The aspect of the reality is that the novel hides are the relationships of the couple. The reader knows the couple as fictional characters in the novel, but we do not know how they met or what happens exactly in the story afterward. The novel subtly reminds readers that it is fictional. The novel itself is not a real novel to buy. It is a fictional-fictional work of art.
As the reader, I am looking at the novel lying on the table. The text below the book suggests for me to interpret the novel as cheesy. The term cheesy also makes me think about the cheese itself besides its metaphorical meaning. The social implication of the ad is that I am a savvy consumer. My role in the advertisement is that I am someone looking for healthy food and better cultural taste than those reading those sorts of novels. Enjoyment. The psychological implication of the ad is that the humor of the ad will make me curious about the product.

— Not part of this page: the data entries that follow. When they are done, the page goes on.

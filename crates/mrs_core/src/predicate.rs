//! Request predicates.
//!
//! A [`RequestPredicate`] merges a filter with ordering, the `$asof`
//! consistency token and cursor pagination into the single `q` object a
//! read or delete request carries.

use crate::compile::{stringify, FilterVisitor, JsonEmitter};
use crate::filter::DataFilter;
use indexmap::IndexMap;
use serde::de::Error as _;
use serde::{Deserialize, Deserializer, Serialize, Serializer};
use serde_json::{Map, Value};

/// Sort direction for `$orderby`.
#[derive(Debug, Clone, Copy, PartialEq, Eq, Hash)]
pub enum SortOrder {
    Asc,
    Desc,
    AscNumeric,
    DescNumeric,
}

impl SortOrder {
    /// Returns the wire value.
    pub fn to_value(self) -> Value {
        match self {
            Self::Asc => Value::from("ASC"),
            Self::Desc => Value::from("DESC"),
            Self::AscNumeric => Value::from(1),
            Self::DescNumeric => Value::from(-1),
        }
    }

    /// Parses `ASC`, `DESC`, `1` or `-1`.
    pub fn from_value(value: &Value) -> Option<Self> {
        match value {
            Value::String(s) if s.eq_ignore_ascii_case("asc") => Some(Self::Asc),
            Value::String(s) if s.eq_ignore_ascii_case("desc") => Some(Self::Desc),
            Value::Number(n) => match n.as_i64() {
                Some(1) => Some(Self::AscNumeric),
                Some(-1) => Some(Self::DescNumeric),
                _ => None,
            },
            _ => None,
        }
    }
}

impl Serialize for SortOrder {
    fn serialize<S: Serializer>(&self, serializer: S) -> Result<S::Ok, S::Error> {
        self.to_value().serialize(serializer)
    }
}

impl<'de> Deserialize<'de> for SortOrder {
    fn deserialize<D: Deserializer<'de>>(deserializer: D) -> Result<Self, D::Error> {
        let value = Value::deserialize(deserializer)?;
        Self::from_value(&value)
            .ok_or_else(|| D::Error::custom(format!("invalid sort order {}", value)))
    }
}

/// Column to direction, in priority order.
pub type OrderBy = IndexMap<String, SortOrder>;

/// Column to last seen value, for cursor pagination.
pub type Cursor = IndexMap<String, Value>;

/// The `q` object of a request.
#[derive(Debug, Clone, Default, PartialEq)]
pub struct RequestPredicate {
    object: Option<Map<String, Value>>,
    has_cursor: bool,
}

impl RequestPredicate {
    pub fn new() -> Self {
        Self::default()
    }

    /// Starts from a filter. A high-order filter keeps its `$and`/`$or` key
    /// at the top level and ordering is appended beside it.
    pub fn from_filter(filter: Option<&DataFilter>) -> Self {
        let object = filter.and_then(|f| match JsonEmitter.visit(f) {
            Value::Object(map) => Some(map),
            _ => None,
        });
        Self {
            object,
            has_cursor: false,
        }
    }

    /// Starts from raw predicate JSON, for callers that already hold one.
    pub fn from_json(object: Map<String, Value>) -> Self {
        Self {
            object: Some(object),
            has_cursor: false,
        }
    }

    fn object_mut(&mut self) -> &mut Map<String, Value> {
        self.object.get_or_insert_with(Map::new)
    }

    /// Adds `$orderby`. An empty map adds nothing.
    pub fn with_order_by(mut self, order_by: Option<&OrderBy>) -> Self {
        if let Some(order_by) = order_by.filter(|o| !o.is_empty()) {
            let order: Map<String, Value> = order_by
                .iter()
                .map(|(k, v)| (k.clone(), v.to_value()))
                .collect();
            self.object_mut()
                .insert("$orderby".to_string(), Value::Object(order));
        }
        self
    }

    /// Adds `$asof` when a GTID is given.
    pub fn with_as_of(mut self, gtid: Option<&str>) -> Self {
        if let Some(gtid) = gtid {
            self.object_mut()
                .insert("$asof".to_string(), Value::from(gtid));
        }
        self
    }

    /// Adds `{field: {"$gt": value}}` per cursor field and forces the field
    /// into `$orderby` ascending.
    pub fn with_cursor(mut self, cursor: Option<&Cursor>) -> Self {
        let Some(cursor) = cursor.filter(|c| !c.is_empty()) else {
            return self;
        };
        self.has_cursor = true;

        let object = self.object_mut();
        for (field, last) in cursor {
            let mut gt = Map::new();
            gt.insert("$gt".to_string(), last.clone());
            object.insert(field.clone(), Value::Object(gt));

            let order = object
                .entry("$orderby")
                .or_insert_with(|| Value::Object(Map::new()));
            if !order.is_object() {
                *order = Value::Object(Map::new());
            }
            if let Value::Object(order) = order {
                order.insert(field.clone(), SortOrder::Asc.to_value());
            }
        }
        self
    }

    /// Whether cursor pagination is in effect. Offsets are not sent then.
    pub fn has_cursor(&self) -> bool {
        self.has_cursor
    }

    pub fn is_empty(&self) -> bool {
        self.object.is_none()
    }

    pub fn as_json(&self) -> Option<&Map<String, Value>> {
        self.object.as_ref()
    }

    /// Serializes the predicate, or `None` when there is nothing to send.
    pub fn compile(&self) -> Option<String> {
        self.object
            .as_ref()
            .map(|object| stringify(&Value::Object(object.clone())))
    }
}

The image also suggests that the quality of food, particularly its cheese, will be part of my motivation to buy it.
The camera position I see as a reader is that I am looking at a book. The book is centered, as well as the slice of pizza. The pizza seems to be the main aspect of the image. The pizza appears brighter and seems unusual in a setting like the novel. The pizza appears strange because pizza does not represent the medieval period as caste or sword does. The couples are looking at each other, ignoring the reader. They seem more fixated on each other. The message may be that they are just fictional characters. The reader is focusing on the slice of pizza of the book cover, which is between the couple.

References


Allan, Jonathan A. “The Purity of His Maleness.” The Journal of Men’s Studies, vol. 24,
no. 1, 2016, pp. 24–41., doi:10.1177/1060826515624382.
Liebenberg, Linda. “The Visual Image as Discussion Point: Increasing Validity in
Boundary Crossing Research.” Qualitative Research, vol. 9, no. 4, 2009, pp. 441–467., doi:10.1177/1468794109337877.
Tolson, Andrew. Mediations Text and Discourse in Media Studies. TPB, 1996.